What the exercise asks: Tally the lines below containing "impl" and report only the total.

Stored items:
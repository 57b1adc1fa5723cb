//! In-memory session store keyed by a server-issued cookie.
//!
//! Sessions hold the cached provider token and the current envelope id for
//! one browser. The store is process-local and not durable; idle sessions
//! are reset on access and dropped by a periodic sweep. Concurrent requests
//! within one session are not serialized, so a double form submission can
//! create two envelopes.

use std::collections::HashMap;
use std::sync::Arc;

use axum::http::{header, HeaderMap};
use chrono::{DateTime, Duration, Utc};
use tokio::sync::RwLock;
use uuid::Uuid;

/// Name of the session cookie.
pub const SESSION_COOKIE: &str = "esign_sid";

/// Per-browser-session state.
#[derive(Debug, Clone)]
pub struct SessionData {
    pub access_token: Option<String>,
    pub expires_at: Option<DateTime<Utc>>,
    pub envelope_id: Option<String>,
    pub last_seen: DateTime<Utc>,
}

impl SessionData {
    fn new() -> Self {
        Self {
            access_token: None,
            expires_at: None,
            envelope_id: None,
            last_seen: Utc::now(),
        }
    }

    /// Both the token and an envelope id are present, i.e. a signing
    /// ceremony was started in this session.
    pub fn has_signing_context(&self) -> bool {
        self.access_token.is_some() && self.envelope_id.is_some()
    }
}

/// Resolved session for one request.
pub struct SessionHandle {
    pub id: String,
    /// A cookie must be issued with the response.
    pub is_new: bool,
}

/// Cookie-keyed in-memory session store shared across handlers.
#[derive(Clone)]
pub struct SessionStore {
    inner: Arc<RwLock<HashMap<String, SessionData>>>,
    idle_timeout: Duration,
}

impl SessionStore {
    pub fn new(idle_timeout_secs: u64) -> Self {
        Self {
            inner: Arc::new(RwLock::new(HashMap::new())),
            idle_timeout: Duration::seconds(idle_timeout_secs as i64),
        }
    }

    /// Resolve the request's session, creating one on first touch.
    pub async fn resolve(&self, headers: &HeaderMap) -> SessionHandle {
        match cookie_session_id(headers) {
            Some(id) => {
                self.touch(&id).await;
                SessionHandle { id, is_new: false }
            }
            None => {
                let id = Uuid::new_v4().to_string();
                self.inner
                    .write()
                    .await
                    .insert(id.clone(), SessionData::new());
                SessionHandle { id, is_new: true }
            }
        }
    }

    /// Snapshot of the session state. Unknown ids read as an empty session.
    pub async fn get(&self, id: &str) -> SessionData {
        self.inner
            .read()
            .await
            .get(id)
            .cloned()
            .unwrap_or_else(SessionData::new)
    }

    pub async fn set_token(&self, id: &str, access_token: &str, expires_at: DateTime<Utc>) {
        let mut sessions = self.inner.write().await;
        let entry = sessions
            .entry(id.to_owned())
            .or_insert_with(SessionData::new);
        entry.access_token = Some(access_token.to_owned());
        entry.expires_at = Some(expires_at);
        entry.last_seen = Utc::now();
    }

    pub async fn set_envelope(&self, id: &str, envelope_id: &str) {
        let mut sessions = self.inner.write().await;
        let entry = sessions
            .entry(id.to_owned())
            .or_insert_with(SessionData::new);
        entry.envelope_id = Some(envelope_id.to_owned());
        entry.last_seen = Utc::now();
    }

    /// Drop sessions idle past the timeout.
    pub async fn sweep(&self) {
        let now = Utc::now();
        let mut sessions = self.inner.write().await;
        let before = sessions.len();
        sessions.retain(|_, session| now - session.last_seen <= self.idle_timeout);
        let dropped = before - sessions.len();
        if dropped > 0 {
            tracing::debug!(dropped, "swept idle sessions");
        }
    }

    /// `Set-Cookie` value for a newly created session.
    pub fn cookie(id: &str) -> String {
        format!("{SESSION_COOKIE}={id}; Path=/; HttpOnly; SameSite=Lax")
    }

    /// Recreate an expired record on access; otherwise update `last_seen`.
    async fn touch(&self, id: &str) {
        let mut sessions = self.inner.write().await;
        let now = Utc::now();
        let entry = sessions
            .entry(id.to_owned())
            .or_insert_with(SessionData::new);
        if now - entry.last_seen > self.idle_timeout {
            *entry = SessionData::new();
        } else {
            entry.last_seen = now;
        }
    }
}

/// Session id from the request's `Cookie` header, if present.
fn cookie_session_id(headers: &HeaderMap) -> Option<String> {
    let cookies = headers.get(header::COOKIE)?.to_str().ok()?;
    cookies.split(';').find_map(|pair| {
        let (name, value) = pair.trim().split_once('=')?;
        (name == SESSION_COOKIE && !value.is_empty()).then(|| value.to_owned())
    })
}

#[cfg(test)]
mod tests {
    use super::*;

    fn headers_with_cookie(value: &str) -> HeaderMap {
        let mut headers = HeaderMap::new();
        headers.insert(header::COOKIE, value.parse().unwrap());
        headers
    }

    #[test]
    fn cookie_parsing_finds_the_session_id() {
        let headers = headers_with_cookie("esign_sid=abc-123");
        assert_eq!(cookie_session_id(&headers), Some("abc-123".to_owned()));

        let headers = headers_with_cookie("theme=dark; esign_sid=abc-123; lang=en");
        assert_eq!(cookie_session_id(&headers), Some("abc-123".to_owned()));

        let headers = headers_with_cookie("theme=dark");
        assert_eq!(cookie_session_id(&headers), None);

        let headers = headers_with_cookie("esign_sid=");
        assert_eq!(cookie_session_id(&headers), None);

        assert_eq!(cookie_session_id(&HeaderMap::new()), None);
    }

    #[tokio::test]
    async fn resolve_creates_a_session_on_first_touch() {
        let store = SessionStore::new(1800);

        let handle = store.resolve(&HeaderMap::new()).await;
        assert!(handle.is_new);

        let again = store
            .resolve(&headers_with_cookie(&format!("esign_sid={}", handle.id)))
            .await;
        assert!(!again.is_new);
        assert_eq!(again.id, handle.id);
    }

    #[tokio::test]
    async fn token_and_envelope_updates_are_visible() {
        let store = SessionStore::new(1800);
        let expires = Utc::now() + Duration::seconds(600);

        store.set_token("sid", "tok", expires).await;
        store.set_envelope("sid", "env-1").await;

        let session = store.get("sid").await;
        assert_eq!(session.access_token.as_deref(), Some("tok"));
        assert_eq!(session.expires_at, Some(expires));
        assert_eq!(session.envelope_id.as_deref(), Some("env-1"));
        assert!(session.has_signing_context());
    }

    #[tokio::test]
    async fn idle_session_is_reset_on_access() {
        let store = SessionStore::new(0);
        store
            .set_token("sid", "tok", Utc::now() + Duration::seconds(600))
            .await;

        // Any idle time exceeds a zero timeout.
        tokio::time::sleep(std::time::Duration::from_millis(5)).await;
        store
            .resolve(&headers_with_cookie("esign_sid=sid"))
            .await;

        let session = store.get("sid").await;
        assert!(session.access_token.is_none());
        assert!(session.envelope_id.is_none());
    }

    #[tokio::test]
    async fn sweep_drops_idle_sessions() {
        let store = SessionStore::new(0);
        store
            .set_token("sid", "tok", Utc::now() + Duration::seconds(600))
            .await;

        tokio::time::sleep(std::time::Duration::from_millis(5)).await;
        store.sweep().await;

        assert!(store.inner.read().await.is_empty());
    }

    #[test]
    fn cookie_value_is_scoped_and_http_only() {
        let cookie = SessionStore::cookie("abc-123");
        assert!(cookie.starts_with("esign_sid=abc-123"));
        assert!(cookie.contains("Path=/"));
        assert!(cookie.contains("HttpOnly"));
        assert!(cookie.contains("SameSite=Lax"));
    }
}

Response to this exercise: 2